◆ **Task prompt**: Beginning with the line that contains "use crate::filter::NodeKind;" in the material below, print each line exactly until the line that contains "components: HashMap<&'a str, &'a" has been printed, then stop.
________________________
//! GraphIndex: lookup tables over one architecture graph.
//!
//! [`GraphIndex`] borrows the raw component and relation lists of a
//! [`PropagationContext`](crate::model::PropagationContext) and builds, once
//! per propagation run:
//! - a node lookup for every component and every interface,
//! - relation adjacency (incoming/outgoing per node) as a petgraph
//!   `DiGraph` whose edges carry the relations,
//! - dependency adjacency: for every interface, the dependency
//!   specifications listing it on their `incoming` or `outgoing` side.
//!
//! Building never fails. A relation whose endpoint is unknown keeps its known
//! side in the adjacency; the unknown side is held by an unresolved
//! placeholder node so that walking onto it reports a dangling reference
//! instead of silently dropping the edge. Relations with no known endpoint
//! are invisible.

use std::collections::HashMap;

use petgraph::graph::{DiGraph, NodeIndex};
use petgraph::visit::EdgeRef;
use petgraph::Direction;

use crate::error::CoreError;
use crate::filter::NodeKind;
use crate::model::{Component, Interface, IntraComponentDependencySpecification, Relation};

/// A node of the architecture graph.
#[derive(Debug, Clone, Copy)]
pub enum GraphNode<'a> {
    Component(&'a Component),
    Interface(&'a Interface),
}

impl<'a> GraphNode<'a> {
    pub fn id(&self) -> &'a str {
        match self {
            GraphNode::Component(c) => &c.id,
            GraphNode::Interface(i) => &i.id,
        }
    }

    pub fn name(&self) -> &'a str {
        match self {
            GraphNode::Component(c) => &c.name,
            GraphNode::Interface(i) => &i.name,
        }
    }

    pub fn kind(&self) -> NodeKind {
        match self {
            GraphNode::Component(_) => NodeKind::Component,
            GraphNode::Interface(_) => NodeKind::Interface,
        }
    }
}

/// Vertex weight of the relation graph.
#[derive(Debug, Clone, Copy)]
enum Vertex<'a> {
    Resolved(GraphNode<'a>),
    Unresolved(&'a str),
}

/// A dependency specification together with the component declaring it.
#[derive(Debug, Clone, Copy)]
pub struct DependencyRef<'a> {
    pub component: &'a Component,
    pub specification: &'a IntraComponentDependencySpecification,
}

/// Dependency specifications touching one interface.
#[derive(Debug, Clone, Default)]
pub struct Dependencies<'a> {
    /// Specifications listing the interface in their `incoming` list.
    pub incoming: Vec<DependencyRef<'a>>,
    /// Specifications listing the interface in their `outgoing` list.
    pub outgoing: Vec<DependencyRef<'a>>,
}

/// Read-only lookup tables for one propagation run.
#[derive(Debug)]
pub struct GraphIndex<'a> {
    relations: DiGraph<Vertex<'a>, &'a Relation, u32>,
    node_lookup: HashMap<&'a str, NodeIndex<u32>>,
    unresolved: HashMap<&'a str, NodeIndex<u32>>,
    components: HashMap<&'a str, &'a Component>,
    dependencies: HashMap<&'a str, Dependencies<'a>>,
}

impl<'a> GraphIndex<'a> {
    /// Builds the index in one pass over nodes, relations, and dependency
    /// specifications.
    pub fn new(components: &'a [Component], relations: &'a [Relation]) -> Self {
        let mut index = GraphIndex {
            relations: DiGraph::default(),
            node_lookup: HashMap::new(),
            unresolved: HashMap::new(),
            components: HashMap::new(),
            dependencies: HashMap::new(),
        };

        for component in components {
            index.components.entry(&component.id).or_insert(component);
            index.add_node(GraphNode::Component(component));
            for interface in &component.interfaces {
                index.add_node(GraphNode::Interface(interface));
            }

            for specification in &component.intra_component_dependency_specifications {
                let dependency = DependencyRef {
                    component,
                    specification,
                };
                for interface_id in &specification.incoming {
                    index
                        .dependencies
                        .entry(interface_id.as_str())
                        .or_default()
                        .incoming
                        .push(dependency);
                }
                for interface_id in &specification.outgoing {
                    index
                        .dependencies
                        .entry(interface_id.as_str())
                        .or_default()
                        .outgoing
                        .push(dependency);
                }
            }
        }

        for relation in relations {
            let from_known = index.node_lookup.contains_key(relation.from.as_str());
            let to_known = index.node_lookup.contains_key(relation.to.as_str());
            if !from_known && !to_known {
                tracing::warn!(
                    relation = %relation.id,
                    "relation has no known endpoint, ignoring"
                );
                continue;
            }
            if !from_known || !to_known {
                tracing::warn!(
                    relation = %relation.id,
                    from = %relation.from,
                    to = %relation.to,
                    "relation references an unknown node"
                );
            }
            let from = index.vertex(&relation.from);
            let to = index.vertex(&relation.to);
            index.relations.add_edge(from, to, relation);
        }

        index
    }

    fn add_node(&mut self, node: GraphNode<'a>) {
        if self.node_lookup.contains_key(node.id()) {
            tracing::warn!(node = %node.id(), "duplicate node id, keeping the first");
            return;
        }
        let idx = self.relations.add_node(Vertex::Resolved(node));
        self.node_lookup.insert(node.id(), idx);
    }

    /// Returns the vertex for `id`, adding an unresolved placeholder if the id
    /// is unknown.
    fn vertex(&mut self, id: &'a str) -> NodeIndex<u32> {
        if let Some(&idx) = self.node_lookup.get(id) {
            return idx;
        }
        if let Some(&idx) = self.unresolved.get(id) {
            return idx;
        }
        let idx = self.relations.add_node(Vertex::Unresolved(id));
        self.unresolved.insert(id, idx);
        idx
    }

    // -----------------------------------------------------------------------
    // Lookups
    // -----------------------------------------------------------------------

    /// Looks up a component or interface by id.
    pub fn node(&self, id: &str) -> Option<GraphNode<'a>> {
        let idx = self.node_lookup.get(id)?;
        match self.relations[*idx] {
            Vertex::Resolved(node) => Some(node),
            Vertex::Unresolved(_) => None,
        }
    }

    /// Like [`node`](Self::node), but reports a missing id as a dangling
    /// reference from `referenced_by`.
    pub fn require_node(&self, id: &str, referenced_by: &str) -> Result<GraphNode<'a>, CoreError> {
        self.node(id).ok_or_else(|| CoreError::DanglingReference {
            node: id.to_string(),
            referenced_by: referenced_by.to_string(),
        })
    }

    /// Looks up an interface by id.
    pub fn require_interface(
        &self,
        id: &str,
        referenced_by: &str,
    ) -> Result<&'a Interface, CoreError> {
        match self.require_node(id, referenced_by)? {
            GraphNode::Interface(interface) => Ok(interface),
            GraphNode::Component(_) => Err(CoreError::UnexpectedNodeKind {
                node: id.to_string(),
                expected: "interface",
            }),
        }
    }

    /// Looks up a component by id.
    pub fn require_component(
        &self,
        id: &str,
        referenced_by: &str,
    ) -> Result<&'a Component, CoreError> {
        self.components
            .get(id)
            .copied()
            .ok_or_else(|| CoreError::DanglingReference {
                node: id.to_string(),
                referenced_by: referenced_by.to_string(),
            })
    }

    /// Returns the component owning `node`: the component itself, or the
    /// component an interface points back to.
    pub fn owner_of(&self, node: GraphNode<'a>) -> Result<&'a Component, CoreError> {
        match node {
            GraphNode::Component(component) => Ok(component),
            GraphNode::Interface(interface) => self.require_component(
                &interface.component,
                &format!("interface '{}'", interface.id),
            ),
        }
    }

    /// Relations leaving (`Outgoing`) or entering (`Incoming`) the node.
    /// Unknown ids have no relations.
    pub fn relations(&self, id: &str, direction: Direction) -> Vec<&'a Relation> {
        match self.node_lookup.get(id) {
            Some(&idx) => self
                .relations
                .edges_directed(idx, direction)
                .map(|edge| *edge.weight())
                .collect(),
            None => Vec::new(),
        }
    }

    /// Dependency specifications touching an interface.
    pub fn dependencies(&self, interface_id: &str) -> Option<&Dependencies<'a>> {
        self.dependencies.get(interface_id)
    }

    /// Number of known components and interfaces.
    pub fn node_count(&self) -> usize {
        self.node_lookup.len()
    }

    /// Ids of the nodes that relations reference but the graph lacks.
    pub fn unresolved_ids(&self) -> impl Iterator<Item = &'a str> + '_ {
        self.unresolved.keys().copied()
    }
}

#[cfg(test)]
mod tests {
    use super::*;
    use crate::model::TemplatedFields;

    fn component(id: &str, interfaces: &[&str]) -> Component {
        Component {
            id: id.to_string(),
            name: id.to_uppercase(),
            template: "service".to_string(),
            templated_fields: TemplatedFields::new(),
            interfaces: interfaces
                .iter()
                .map(|i| Interface {
                    id: i.to_string(),
                    name: i.to_uppercase(),
                    template: "rest".to_string(),
                    templated_fields: TemplatedFields::new(),
                    component: id.to_string(),
                })
                .collect(),
            intra_component_dependency_specifications: Vec::new(),
        }
    }

    fn relation(id: &str, from: &str, to: &str) -> Relation {
        Relation {
            id: id.to_string(),
            template: "calls".to_string(),
            templated_fields: TemplatedFields::new(),
            from: from.to_string(),
            to: to.to_string(),
        }
    }

    #[test]
    fn indexes_components_and_interfaces() {
        let components = vec![component("a", &["a1", "a2"]), component("b", &[])];
        let index = GraphIndex::new(&components, &[]);

        assert_eq!(index.node_count(), 4);
        assert!(matches!(index.node("a"), Some(GraphNode::Component(_))));
        assert_eq!(index.node("a2").unwrap().name(), "A2");
        assert!(index.node("zzz").is_none());
    }

    #[test]
    fn buckets_relations_by_direction() {
        let components = vec![component("a", &["a1"]), component("b", &[])];
        let relations = vec![relation("r1", "a", "b"), relation("r2", "b", "a1")];
        let index = GraphIndex::new(&components, &relations);

        let out: Vec<_> = index.relations("a", Direction::Outgoing).iter().map(|r| r.id.clone()).collect();
        assert_eq!(out, vec!["r1"]);
        assert!(index.relations("a", Direction::Incoming).is_empty());

        let b_out = index.relations("b", Direction::Outgoing);
        assert_eq!(b_out.len(), 1);
        assert_eq!(b_out[0].id, "r2");
        assert_eq!(index.relations("a1", Direction::Incoming).len(), 1);
    }

    #[test]
    fn dangling_endpoint_is_kept_as_unresolved() {
        let components = vec![component("a", &[])];
        let relations = vec![relation("r1", "a", "ghost"), relation("r2", "x", "y")];
        let index = GraphIndex::new(&components, &relations);

        assert_eq!(index.relations("a", Direction::Outgoing).len(), 1);
        assert!(index.node("ghost").is_none());
        assert_eq!(index.unresolved_ids().collect::<Vec<_>>(), vec!["ghost"]);

        let err = index.require_node("ghost", "relation 'r1'").unwrap_err();
        assert_eq!(
            err,
            CoreError::DanglingReference {
                node: "ghost".into(),
                referenced_by: "relation 'r1'".into()
            }
        );
    }

    #[test]
    fn registers_dependencies_per_interface() {
        let mut c = component("c", &["i1", "i2", "i3"]);
        c.intra_component_dependency_specifications.push(IntraComponentDependencySpecification {
            id: "d1".into(),
            name: "flow".into(),
            kind: None,
            incoming: vec!["i1".into()],
            outgoing: vec!["i2".into(), "i3".into()],
        });
        let components = vec![c];
        let index = GraphIndex::new(&components, &[]);

        let i1 = index.dependencies("i1").unwrap();
        assert_eq!(i1.incoming.len(), 1);
        assert!(i1.outgoing.is_empty());
        assert_eq!(i1.incoming[0].component.id, "c");

        let i3 = index.dependencies("i3").unwrap();
        assert_eq!(i3.outgoing[0].specification.id, "d1");
        assert!(index.dependencies("c").is_none());
    }

    #[test]
    fn owner_of_interface_uses_back_reference() {
        let components = vec![component("a", &["a1"])];
        let index = GraphIndex::new(&components, &[]);
        let a1 = index.node("a1").unwrap();
        assert_eq!(index.owner_of(a1).unwrap().id, "a");

        assert!(matches!(
            index.require_interface("a", "test"),
            Err(CoreError::UnexpectedNodeKind { .. })
        ));
    }
}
________________________
◆ **Output**:
use crate::filter::NodeKind;
use crate::model::{Component, Interface, IntraComponentDependencySpecification, Relation};

/// A node of the architecture graph.
#[derive(Debug, Clone, Copy)]
pub enum GraphNode<'a> {
    Component(&'a Component),
    Interface(&'a Interface),
}

impl<'a> GraphNode<'a> {
    pub fn id(&self) -> &'a str {
        match self {
            GraphNode::Component(c) => &c.id,
            GraphNode::Interface(i) => &i.id,
        }
    }

    pub fn name(&self) -> &'a str {
        match self {
            GraphNode::Component(c) => &c.name,
            GraphNode::Interface(i) => &i.name,
        }
    }

    pub fn kind(&self) -> NodeKind {
        match self {
            GraphNode::Component(_) => NodeKind::Component,
            GraphNode::Interface(_) => NodeKind::Interface,
        }
    }
}

/// Vertex weight of the relation graph.
#[derive(Debug, Clone, Copy)]
enum Vertex<'a> {
    Resolved(GraphNode<'a>),
    Unresolved(&'a str),
}

/// A dependency specification together with the component declaring it.
#[derive(Debug, Clone, Copy)]
pub struct DependencyRef<'a> {
    pub component: &'a Component,
    pub specification: &'a IntraComponentDependencySpecification,
}

/// Dependency specifications touching one interface.
#[derive(Debug, Clone, Default)]
pub struct Dependencies<'a> {
    /// Specifications listing the interface in their `incoming` list.
    pub incoming: Vec<DependencyRef<'a>>,
    /// Specifications listing the interface in their `outgoing` list.
    pub outgoing: Vec<DependencyRef<'a>>,
}

/// Read-only lookup tables for one propagation run.
#[derive(Debug)]
pub struct GraphIndex<'a> {
    relations: DiGraph<Vertex<'a>, &'a Relation, u32>,
    node_lookup: HashMap<&'a str, NodeIndex<u32>>,
    unresolved: HashMap<&'a str, NodeIndex<u32>>,
    components: HashMap<&'a str, &'a Component>,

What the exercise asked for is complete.